The pavilions have paired pilasters flanking a single window to each floor, those on the ground floor being round-headed with metal framed glazing, and 12-pane on the first and attic storeys.
The south side has steps up to a lean-to, first floor, timber porch at the east end, while the north elevation is of coursed rubble with brick jambs to (mostly) 9-pane sash windows. The west end is dominated by a projecting tripartite modern extension with a hipped roof block flanked by gable ended ranges. The modern glazing has classical detail around it, and there are narrow links between the three parts lit by 32-pane sashes.

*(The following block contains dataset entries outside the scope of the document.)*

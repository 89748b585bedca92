//! Per-turn collaborative settings.

use crate::agent::entities::AgentId;
use serde::{Deserialize, Serialize};

/// How participating agents are coordinated within one collaborative turn.
#[derive(Debug, Clone, Copy, PartialEq, Eq, Default, Serialize, Deserialize)]
#[serde(rename_all = "snake_case")]
pub enum CollaborationStyle {
    /// Concurrent fan-out; all contributions joined at the end.
    #[default]
    Parallel,
    /// Each agent sees the running transcript of prior contributions.
    Sequential,
    /// Bounded rebuttal rounds; every round sees the previous round.
    Debate,
    /// Seeded-random subset of agents, then parallel.
    Random,
}

impl CollaborationStyle {
    pub fn as_str(&self) -> &'static str {
        match self {
            CollaborationStyle::Parallel => "parallel",
            CollaborationStyle::Sequential => "sequential",
            CollaborationStyle::Debate => "debate",
            CollaborationStyle::Random => "random",
        }
    }
}

impl std::str::FromStr for CollaborationStyle {
    type Err = String;

    fn from_str(s: &str) -> Result<Self, Self::Err> {
        match s {
            "parallel" => Ok(CollaborationStyle::Parallel),
            "sequential" => Ok(CollaborationStyle::Sequential),
            "debate" => Ok(CollaborationStyle::Debate),
            "random" => Ok(CollaborationStyle::Random),
            other => Err(format!("unknown collaboration style: {other}")),
        }
    }
}

/// Transient settings for one collaborative turn (Value Object).
#[derive(Debug, Clone, Serialize, Deserialize)]
pub struct CollaborativeSettings {
    #[serde(default)]
    pub style: CollaborationStyle,
    /// Explicit participants; `None` means all active agents.
    #[serde(default)]
    pub selected_agent_ids: Option<Vec<AgentId>>,
    #[serde(default = "default_max_agents")]
    pub max_agents: usize,
    /// Per-contribution truncation limit in characters.
    #[serde(default = "default_max_response_length")]
    pub max_response_length: usize,
    /// Whether individual contributions appear in the combined response.
    #[serde(default = "default_true")]
    pub show_individual_responses: bool,
    /// Round cap for the debate style.
    #[serde(default = "default_debate_rounds")]
    pub debate_rounds: usize,
    /// RNG seed for the random style; explicit for reproducibility.
    #[serde(default)]
    pub seed: Option<u64>,
    /// Agent that synthesizes the combined answer; `None` concatenates
    /// contributions with attribution.
    #[serde(default)]
    pub synthesizer_agent_id: Option<AgentId>,
    /// Overall turn deadline for concurrent styles, in milliseconds.
    #[serde(default)]
    pub turn_timeout_ms: Option<u64>,
}

fn default_max_agents() -> usize {
    3
}

fn default_max_response_length() -> usize {
    500
}

fn default_debate_rounds() -> usize {
    2
}

fn default_true() -> bool {
    true
}

impl Default for CollaborativeSettings {
    fn default() -> Self {
        Self {
            style: CollaborationStyle::default(),
            selected_agent_ids: None,
            max_agents: default_max_agents(),
            max_response_length: default_max_response_length(),
            show_individual_responses: true,
            debate_rounds: default_debate_rounds(),
            seed: None,
            synthesizer_agent_id: None,
            turn_timeout_ms: None,
        }
    }
}

impl CollaborativeSettings {
    pub fn with_style(mut self, style: CollaborationStyle) -> Self {
        self.style = style;
        self
    }

    pub fn with_agents(mut self, ids: Vec<AgentId>) -> Self {
        self.selected_agent_ids = Some(ids);
        self
    }

    pub fn with_seed(mut self, seed: u64) -> Self {
        self.seed = Some(seed);
        self
    }
}

#[cfg(test)]
mod tests {
    use super::*;

    #[test]
    fn test_defaults() {
        let settings = CollaborativeSettings::default();
        assert_eq!(settings.style, CollaborationStyle::Parallel);
        assert_eq!(settings.max_agents, 3);
        assert_eq!(settings.max_response_length, 500);
        assert_eq!(settings.debate_rounds, 2);
        assert!(settings.show_individual_responses);
    }

    #[test]
    fn test_style_round_trip() {
        for style in [
            CollaborationStyle::Parallel,
            CollaborationStyle::Sequential,
            CollaborationStyle::Debate,
            CollaborationStyle::Random,
        ] {
            let parsed: CollaborationStyle = style.as_str().parse().unwrap();
            assert_eq!(parsed, style);
        }
    }
}
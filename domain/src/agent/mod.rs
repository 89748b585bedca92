//! Tutor agent entities and the read-mostly agent directory

pub mod directory;
pub mod entities;
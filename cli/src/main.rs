//! CLI entrypoint for tutormesh
//!
//! This is the main binary that wires together all layers using
//! dependency injection.

use anyhow::{bail, Context, Result};
use clap::{Parser, Subcommand};
use std::path::PathBuf;
use std::sync::Arc;
use tokio_util::sync::CancellationToken;
use tracing::info;
use tracing_subscriber::EnvFilter;
use tutormesh_application::{AgentRouter, NoAudit, SendMessageInput, TurnAuditLogger, TutorService};
use tutormesh_domain::{CollaborationStyle, InteractionMode};
use tutormesh_infrastructure::{
    config::ConfigLoader, HealthMonitor, HttpChatBackend, JsonlTurnAudit, MemoryTutorStore,
    ProviderRegistry, RequestExecutor,
};

#[derive(Parser)]
#[command(name = "tutormesh", version, about = "Multi-agent tutoring over interchangeable model providers")]
struct Cli {
    /// Path to a config file (overrides discovered files)
    #[arg(long, global = true)]
    config: Option<PathBuf>,

    /// Skip all config files and use built-in defaults
    #[arg(long, global = true)]
    no_config: bool,

    /// Increase log verbosity (-v info, -vv debug, -vvv trace)
    #[arg(short, long, global = true, action = clap::ArgAction::Count)]
    verbose: u8,

    #[command(subcommand)]
    command: Command,
}

#[derive(Subcommand)]
enum Command {
    /// Send one message and print the tutors' answer
    Ask {
        /// The question to ask
        question: String,

        /// Interaction mode: manual, router, collaborative, random
        #[arg(long, default_value = "router")]
        mode: String,

        /// Agent to address (manual mode)
        #[arg(long)]
        agent: Option<String>,

        /// Collaboration style: parallel, sequential, debate, random
        #[arg(long)]
        style: Option<String>,

        /// Comma-separated agent ids for collaborative turns
        #[arg(long, value_delimiter = ',')]
        agents: Vec<String>,

        /// RNG seed for random agent selection
        #[arg(long)]
        seed: Option<u64>,

        /// User id owning the session
        #[arg(long, default_value = "local")]
        user: String,

        /// Probe provider health before sending
        #[arg(long)]
        health_check: bool,
    },

    /// List configured tutor agents
    ListAgents {
        /// Include inactive agents
        #[arg(long)]
        all: bool,
    },

    /// List configured providers and their models
    ListProviders,
}

#[tokio::main]
async fn main() -> Result<()> {
    let cli = Cli::parse();

    let filter = match cli.verbose {
        0 => EnvFilter::new("warn"),
        1 => EnvFilter::new("info"),
        2 => EnvFilter::new("debug"),
        _ => EnvFilter::new("trace"),
    };
    tracing_subscriber::fmt()
        .with_env_filter(filter)
        .with_target(false)
        .init();

    let file_config = if cli.no_config {
        ConfigLoader::load_defaults()
    } else {
        ConfigLoader::load(cli.config.as_ref()).map_err(|e| anyhow::anyhow!("config: {e}"))?
    };
    let collaboration = file_config.collaboration.clone();
    let routing = file_config.routing.clone();
    let audit_path = file_config.audit.path.clone();
    let (providers, models, directory) = file_config
        .into_parts()
        .context("invalid configuration")?;

    // === Dependency Injection ===
    let registry = Arc::new(ProviderRegistry::new(providers, models)?);
    let backend = Arc::new(HttpChatBackend::new());
    let gateway = Arc::new(RequestExecutor::new(Arc::clone(&registry), Arc::clone(&backend)));
    let directory = Arc::new(directory);
    let store = Arc::new(MemoryTutorStore::new());
    let audit: Arc<dyn TurnAuditLogger> = match &audit_path {
        Some(path) => match JsonlTurnAudit::new(path) {
            Some(logger) => Arc::new(logger),
            None => Arc::new(NoAudit),
        },
        None => Arc::new(NoAudit),
    };

    let router = AgentRouter::new(Arc::clone(&directory))
        .with_confidence_floor(routing.confidence_floor);
    let service = TutorService::new(gateway, Arc::clone(&directory), store, audit)
        .with_router(router)
        .with_collaborative_defaults(collaboration.clone());

    match cli.command {
        Command::Ask {
            question,
            mode,
            agent,
            style,
            agents,
            seed,
            user,
            health_check,
        } => {
            let mode: InteractionMode = mode
                .parse()
                .map_err(|e: String| anyhow::anyhow!(e))?;
            info!(user = %user, mode = mode.as_str(), "sending turn");

            if health_check {
                let monitor = HealthMonitor::new(Arc::clone(&registry), backend);
                monitor.scan().await;
            }

            service.set_mode(&user, mode).await?;
            if let Some(agent_id) = &agent {
                service.set_active_agent(&user, agent_id).await?;
            }

            let mut settings = collaboration;
            if let Some(style) = &style {
                let style: CollaborationStyle =
                    style.parse().map_err(|e: String| anyhow::anyhow!(e))?;
                settings = settings.with_style(style);
            }
            if !agents.is_empty() {
                settings = settings.with_agents(agents);
            }
            if let Some(seed) = seed {
                settings = settings.with_seed(seed);
            }

            let mut input = SendMessageInput::new(&user, &question);
            input.agent_id = agent;
            input.seed = seed;
            input.cancel = Some(ctrl_c_token());
            if mode == InteractionMode::Collaborative {
                input.collaborative = Some(settings);
            }

            let response = service.send_message(input).await?;
            if let Some(welcome) = &response.welcome {
                println!("{welcome}");
                println!();
            }
            println!("{}", response.content);
            if let Some(route) = &response.route {
                info!(
                    agent = %route.agent_id,
                    confidence = route.confidence,
                    "routed"
                );
            }
        }

        Command::ListAgents { all } => {
            let agents = service.list_agents(!all);
            if agents.is_empty() {
                bail!("no agents configured; add [agents.<id>] sections to tutormesh.toml");
            }
            for agent in agents {
                let marker = if agent.active { " " } else { "-" };
                println!("{marker} {:<20} {}", agent.id, agent.description);
            }
        }

        Command::ListProviders => {
            let models = registry.models();
            for provider in registry.providers() {
                let default = if provider.is_default { " (default)" } else { "" };
                let state = if provider.enabled {
                    format!("{:?}", provider.health.status).to_lowercase()
                } else {
                    "disabled".to_string()
                };
                println!("{}{} [{}] {}", provider.name, default, state, provider.base_url);
                for model in models.iter().filter(|m| m.provider == provider.name) {
                    let tag = if model.is_default { "*" } else { " " };
                    println!("  {tag} {:<24} requests: {}", model.id, model.usage.requests);
                }
            }
        }
    }

    Ok(())
}

/// Token cancelled on Ctrl-C, so an in-flight turn aborts cleanly without
/// persisting a half-written exchange.
fn ctrl_c_token() -> CancellationToken {
    let token = CancellationToken::new();
    let handle = token.clone();
    tokio::spawn(async move {
        if tokio::signal::ctrl_c().await.is_ok() {
            handle.cancel();
        }
    });
    token
}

In the centre is the courtyard laid with setts and paving slabs in a grid pattern. A lean-to pentice on three sides is carried on cast-iron brackets with pendants. The ground floor windows are round-headed metal-framed windows, while there are 12-pane sashes on the first floor. Several stable doors have been blocked, leaving only those to the corners, and there are further doorways in the arched carriage entrance. The west side has seven carriage arches across it.
Sources:
Cadw listing description,
David Gwyn & Merfyn Williams (1996) `A Guide to the Industrial Archaeology of North West Wales?. Association for Industrial Archaeology
S Fielding, RCAHMW 19 May 2005 (edited 3 November 2011)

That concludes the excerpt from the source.